**Task item:** The entries below need to be transcribed verbatim.

**Task input:**
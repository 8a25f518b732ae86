//! Per-(collection, token-url) browser session isolation for the authorization driver.

// std
use std::fmt::Write;
// crates.io
use sha2::{Digest, Sha256};
// self
use crate::{_prelude::*, auth::CollectionUid};

const SESSION_ID_LEN: usize = 32;

/// Opaque identifier scoping cookies/storage of one authorization surface.
#[derive(Clone, PartialEq, Eq, Hash, Serialize, Deserialize)]
pub struct SessionId(String);
impl SessionId {
	/// Returns the identifier as a string slice.
	pub fn as_str(&self) -> &str {
		&self.0
	}
}
impl AsRef<str> for SessionId {
	fn as_ref(&self) -> &str {
		&self.0
	}
}
impl Debug for SessionId {
	fn fmt(&self, f: &mut Formatter) -> FmtResult {
		write!(f, "Session({})", self.0)
	}
}
impl Display for SessionId {
	fn fmt(&self, f: &mut Formatter) -> FmtResult {
		f.write_str(&self.0)
	}
}

/// Allocates stable session identifiers per (collection, token-url) pair.
///
/// Identifiers are derived deterministically, so returning to the same token
/// endpoint under the same collection reuses cookies and login state across
/// process restarts, while distinct endpoints or collections stay isolated.
#[derive(Debug, Default)]
pub struct SessionManager {
	table: Mutex<HashMap<(CollectionUid, String), SessionId>>,
}
impl SessionManager {
	/// Returns the session identifier for the pair, allocating it on first access.
	pub fn session_id(&self, collection: &CollectionUid, token_url: &str) -> SessionId {
		let mut table = self.table.lock();

		table
			.entry((collection.clone(), token_url.to_owned()))
			.or_insert_with(|| derive_session_id(collection, token_url))
			.clone()
	}
}

fn derive_session_id(collection: &CollectionUid, token_url: &str) -> SessionId {
	let mut hasher = Sha256::new();

	hasher.update(collection.as_ref().as_bytes());
	hasher.update(b"\n");
	hasher.update(token_url.as_bytes());

	let digest = hasher.finalize();
	let mut rendered = String::with_capacity(SESSION_ID_LEN);

	for byte in digest.iter().take(SESSION_ID_LEN / 2) {
		let _ = write!(rendered, "{byte:02x}");
	}

	SessionId(rendered)
}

**Reply to the exercise:**
repository 8a25f518b732ae86
//! Per-(collection, token-url) browser session isolation for the authorization driver.

// std
use std::fmt::Write;
// crates.io
use sha2::{Digest, Sha256};
// self
use crate::{_prelude::*, auth::CollectionUid};

const SESSION_ID_LEN: usize = 32;

/// Opaque identifier scoping cookies/storage of one authorization surface.
#[derive(Clone, PartialEq, Eq, Hash, Serialize, Deserialize)]
pub struct SessionId(String);
impl SessionId {
	/// Returns the identifier as a string slice.
	pub fn as_str(&self) -> &str {
		&self.0
	}
}
impl AsRef<str> for SessionId {
	fn as_ref(&self) -> &str {
		&self.0
	}
}
impl Debug for SessionId {
	fn fmt(&self, f: &mut Formatter) -> FmtResult {
		write!(f, "Session({})", self.0)
	}
}
impl Display for SessionId {
	fn fmt(&self, f: &mut Formatter) -> FmtResult {
		f.write_str(&self.0)
	}
}

/// Allocates stable session identifiers per (collection, token-url) pair.
///
/// Identifiers are derived deterministically, so returning to the same token
/// endpoint under the same collection reuses cookies and login state across
/// process restarts, while distinct endpoints or collections stay isolated.
#[derive(Debug, Default)]
pub struct SessionManager {
	table: Mutex<HashMap<(CollectionUid, String), SessionId>>,
}
impl SessionManager {
	/// Returns the session identifier for the pair, allocating it on first access.
	pub fn session_id(&self, collection: &CollectionUid, token_url: &str) -> SessionId {
		let mut table = self.table.lock();

		table
			.entry((collection.clone(), token_url.to_owned()))
			.or_insert_with(|| derive_session_id(collection, token_url))
			.clone()
	}
}

fn derive_session_id(collection: &CollectionUid, token_url: &str) -> SessionId {
	let mut hasher = Sha256::new();

	hasher.update(collection.as_ref().as_bytes());
	hasher.update(b"\n");
	hasher.update(token_url.as_bytes());

	let digest = hasher.finalize();
	let mut rendered = String::with_capacity(SESSION_ID_LEN);

	for byte in digest.iter().take(SESSION_ID_LEN / 2) {
		let _ = write!(rendered, "{byte:02x}");
	}

	SessionId(rendered)
}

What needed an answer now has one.